Na segunda-feira anterior ao Dia dos Pais de 2000, os pulmões de Tiffany começaram a se encher de líquido. Ela ofegava com falta de ar quando Roy chegou em casa correndo. Mesmo com o oxigênio e todo o cuidado que ele lhe dedicou, passaram-se horas até que melhorasse.
Dia após dia Tiffany lutava para respirar. No domingo de manhã, Eilene deu a ela um relógio que havia comprado e embrulhado em papel brilhante. “Isso é para você dar ao papai pelo Dia dos Pais”, disse à menina. Mais tarde, naquela manhã, Roy encontrou Tiffany segurando com força seu presente. Por todo o dia e toda a noite ele permaneceu ao lado dela. “Prometi que ficaria com ela até o fim”, disse a Eilene.
Às 14h30 do dia seguinte, Tiffany ergueu fracamente a cabeça, parecendo olhar para Roy com uma expressão de ternura. “Está tudo bem, querida”, tranqüilizou-ª “Está na hora de você ir.”
Pouco depois, Tiffany afundou a cabeça no travesseiro. Seu rosto foi tomado por uma expressão de paz e ela parou de respirar. “Agora você não vai mais sentir dor, meu bem”, sussurrou Roy. ‘Chegou a sua vez de sorrir, cantar e brincar.”
“Venham de moto e com todas as roupas de couro”, disse Roy aos muitos amigos que quiseram ir ao funeral.
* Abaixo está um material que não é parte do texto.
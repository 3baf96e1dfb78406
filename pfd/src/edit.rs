//! Copy-then-replace edits of PFD documents.
//!
//! A field is addressed with the key syntax of the form renderer: object keys
//! separated by dots, array elements by `[n]`, e.g.
//! `pfdDatas[0].apps.pfds[1].pfd.urls`. Edits never touch the input document;
//! they return a new one that must still decode as the same document type.

use crate::errors::{Result, SchemaError};
use crate::model::Document;
use serde_json::{Map, Value as JsonValue};
use std::fmt;
use std::str::FromStr;

#[derive(Debug, Clone, PartialEq, Eq)]
enum PathSegment {
    Key(String),
    Index(usize),
}

/// Parsed location of a field inside a JSON document.
#[derive(Debug, Clone, PartialEq, Eq)]
pub struct FieldPath {
    raw: String,
    segments: Vec<PathSegment>,
}

impl FieldPath {
    /// Parses a path such as `pfdDatas[0].apps.allowedDelay`.
    ///
    /// Every dot-separated part starts with a non-empty key, optionally
    /// followed by one or more `[n]` indices.
    pub fn parse(path: &str) -> Result<Self> {
        let raw = path.trim();
        if raw.is_empty() {
            return Err(invalid_path(path, "path is empty"));
        }

        let mut segments = Vec::new();
        for part in raw.split('.') {
            let (key, mut rest) = match part.find('[') {
                Some(pos) => part.split_at(pos),
                None => (part, ""),
            };
            if key.is_empty() {
                return Err(invalid_path(path, "every part must start with a key"));
            }
            segments.push(PathSegment::Key(key.to_string()));

            while !rest.is_empty() {
                let (index, remainder) = rest
                    .strip_prefix('[')
                    .and_then(|r| r.split_once(']'))
                    .ok_or_else(|| invalid_path(path, "unbalanced brackets"))?;
                let index = index
                    .parse::<usize>()
                    .map_err(|_| invalid_path(path, "array index must be a number"))?;
                segments.push(PathSegment::Index(index));
                rest = remainder;
            }
        }

        Ok(FieldPath {
            raw: raw.to_string(),
            segments,
        })
    }

    /// Writes `value` at this path inside `target`.
    ///
    /// Missing object keys are created. An index may address an existing
    /// element or the position right after the last one, which appends.
    fn set(&self, target: &mut JsonValue, value: JsonValue) -> Result<()> {
        let mut slot = target;

        for segment in &self.segments {
            slot = match segment {
                PathSegment::Key(key) => {
                    if slot.is_null() {
                        *slot = JsonValue::Object(Map::new());
                    }
                    let JsonValue::Object(map) = slot else {
                        return Err(invalid_path(&self.raw, &format!("`{key}` is not inside an object")));
                    };
                    map.entry(key.clone()).or_insert(JsonValue::Null)
                }
                PathSegment::Index(index) => {
                    if slot.is_null() {
                        *slot = JsonValue::Array(Vec::new());
                    }
                    let JsonValue::Array(items) = slot else {
                        return Err(invalid_path(&self.raw, &format!("[{index}] is not inside an array")));
                    };
                    if *index == items.len() {
                        items.push(JsonValue::Null);
                    }
                    let len = items.len();
                    items.get_mut(*index).ok_or_else(|| {
                        invalid_path(&self.raw, &format!("index {index} is out of bounds (length {len})"))
                    })?
                }
            };
        }

        *slot = value;
        Ok(())
    }
}

impl FromStr for FieldPath {
    type Err = SchemaError;

    fn from_str(s: &str) -> Result<Self> {
        FieldPath::parse(s)
    }
}

impl fmt::Display for FieldPath {
    fn fmt(&self, f: &mut fmt::Formatter<'_>) -> fmt::Result {
        f.write_str(&self.raw)
    }
}

/// A `path=value` pair as given on the command line.
///
/// The value is parsed as JSON when possible (`5`, `true`, `["a"]`), otherwise
/// it is taken as a plain string.
#[derive(Debug, Clone, PartialEq)]
pub struct FieldAssignment {
    pub path: FieldPath,
    pub value: JsonValue,
}

impl FromStr for FieldAssignment {
    type Err = SchemaError;

    fn from_str(s: &str) -> Result<Self> {
        let (path, value) = s
            .split_once('=')
            .ok_or_else(|| invalid_path(s, "expected `path=value`"))?;

        let value = serde_json::from_str(value)
            .unwrap_or_else(|_| JsonValue::String(value.to_string()));

        Ok(FieldAssignment {
            path: FieldPath::parse(path)?,
            value,
        })
    }
}

/// Returns a copy of `model` with the field at `path` set to `value`.
pub fn with_field<T: Document>(model: &T, path: &FieldPath, value: JsonValue) -> Result<T> {
    let mut document = model.to_value()?;
    path.set(&mut document, value)?;
    T::from_value(document)
}

/// Applies `assignments` in order, each on the result of the previous one.
pub fn with_fields<T: Document>(model: &T, assignments: &[FieldAssignment]) -> Result<T> {
    let mut document = model.to_value()?;
    for assignment in assignments {
        assignment.path.set(&mut document, assignment.value.clone())?;
    }

    if !assignments.is_empty() {
        tracing::debug!(count = assignments.len(), "Applied field assignments");
    }

    T::from_value(document)
}

fn invalid_path(path: &str, reason: &str) -> SchemaError {
    SchemaError::InvalidFieldPath(format!("{path}: {reason}"))
}
use shared::metrics_defs::{MetricDef, MetricType};

pub const API_REQUESTS: MetricDef = MetricDef {
    name: "api.requests",
    metric_type: MetricType::Counter,
    description: "Requests sent to the AF, OAM and CUPS APIs. Tagged with resource, method, status.",
};

pub const API_REQUEST_DURATION: MetricDef = MetricDef {
    name: "api.request.duration",
    metric_type: MetricType::Histogram,
    description: "API request duration in seconds. Tagged with resource, method.",
};

pub const ALL_METRICS: &[MetricDef] = &[API_REQUESTS, API_REQUEST_DURATION];
//! Common types for metrics definitions.
//!
//! Every crate keeps its metrics in a `metrics_defs.rs` module as `MetricDef`
//! constants and lists them in an `ALL_METRICS` slice, which the binary passes
//! to [`describe`] once a recorder is installed.

#[derive(Debug, Clone, Copy, PartialEq, Eq)]
pub enum MetricType {
    Counter,
    Gauge,
    Histogram,
}

impl MetricType {
    pub const fn as_str(&self) -> &'static str {
        match self {
            MetricType::Counter => "Counter",
            MetricType::Gauge => "Gauge",
            MetricType::Histogram => "Histogram",
        }
    }
}

#[derive(Debug, Clone, Copy)]
pub struct MetricDef {
    pub name: &'static str,
    pub metric_type: MetricType,
    pub description: &'static str,
}

/// Registers the descriptions of `defs` with the installed recorder.
pub fn describe(defs: &[MetricDef]) {
    for def in defs {
        match def.metric_type {
            MetricType::Counter => metrics::describe_counter!(def.name, def.description),
            MetricType::Gauge => metrics::describe_gauge!(def.name, def.description),
            MetricType::Histogram => metrics::describe_histogram!(def.name, def.description),
        }
    }
}

#[macro_export]
macro_rules! counter {
    ($def:expr) => {
        metrics::counter!($def.name)
    };
    ($def:expr, $($label:expr => $value:expr),+ $(,)?) => {
        metrics::counter!($def.name, $($label => $value),+)
    };
}

#[macro_export]
macro_rules! gauge {
    ($def:expr) => {
        metrics::gauge!($def.name)
    };
    ($def:expr, $($label:expr => $value:expr),+ $(,)?) => {
        metrics::gauge!($def.name, $($label => $value),+)
    };
}

#[macro_export]
macro_rules! histogram {
    ($def:expr) => {
        metrics::histogram!($def.name)
    };
    ($def:expr, $($label:expr => $value:expr),+ $(,)?) => {
        metrics::histogram!($def.name, $($label => $value),+)
    };
}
Ele desejava que seu grupo de “tios e motoqueiros” se vestisse exatamente como Tiffany estava acostumada e gostava de vê-los.
Na manhã ensolarada do enterro, uma multidão de motoqueiros tomou a rua dos Hutchisons. Terminado o serviço fúnebre, uma guarda de honra de seis motocicletas foi à frente do cortejo, acompanhando Tiffany da capela até o túmulo simples, na colina do cemitério. Uma fila interminável de motos acompanhava o carro funerário.
Seguiram lentamente pela estrada sinuosa que cortava os campos, em meio ao trovejar dos motores – um som que Tiffany adorava. Aquilo foi um consolo para Roy, e ele se sentiu orgulhoso de repente. Nós somos vencedores, Tiffany, pensou. Nós conseguimos.
Com seu amor, ele lhe dera a vida. E, com sua vida, ela lhe dera o amor.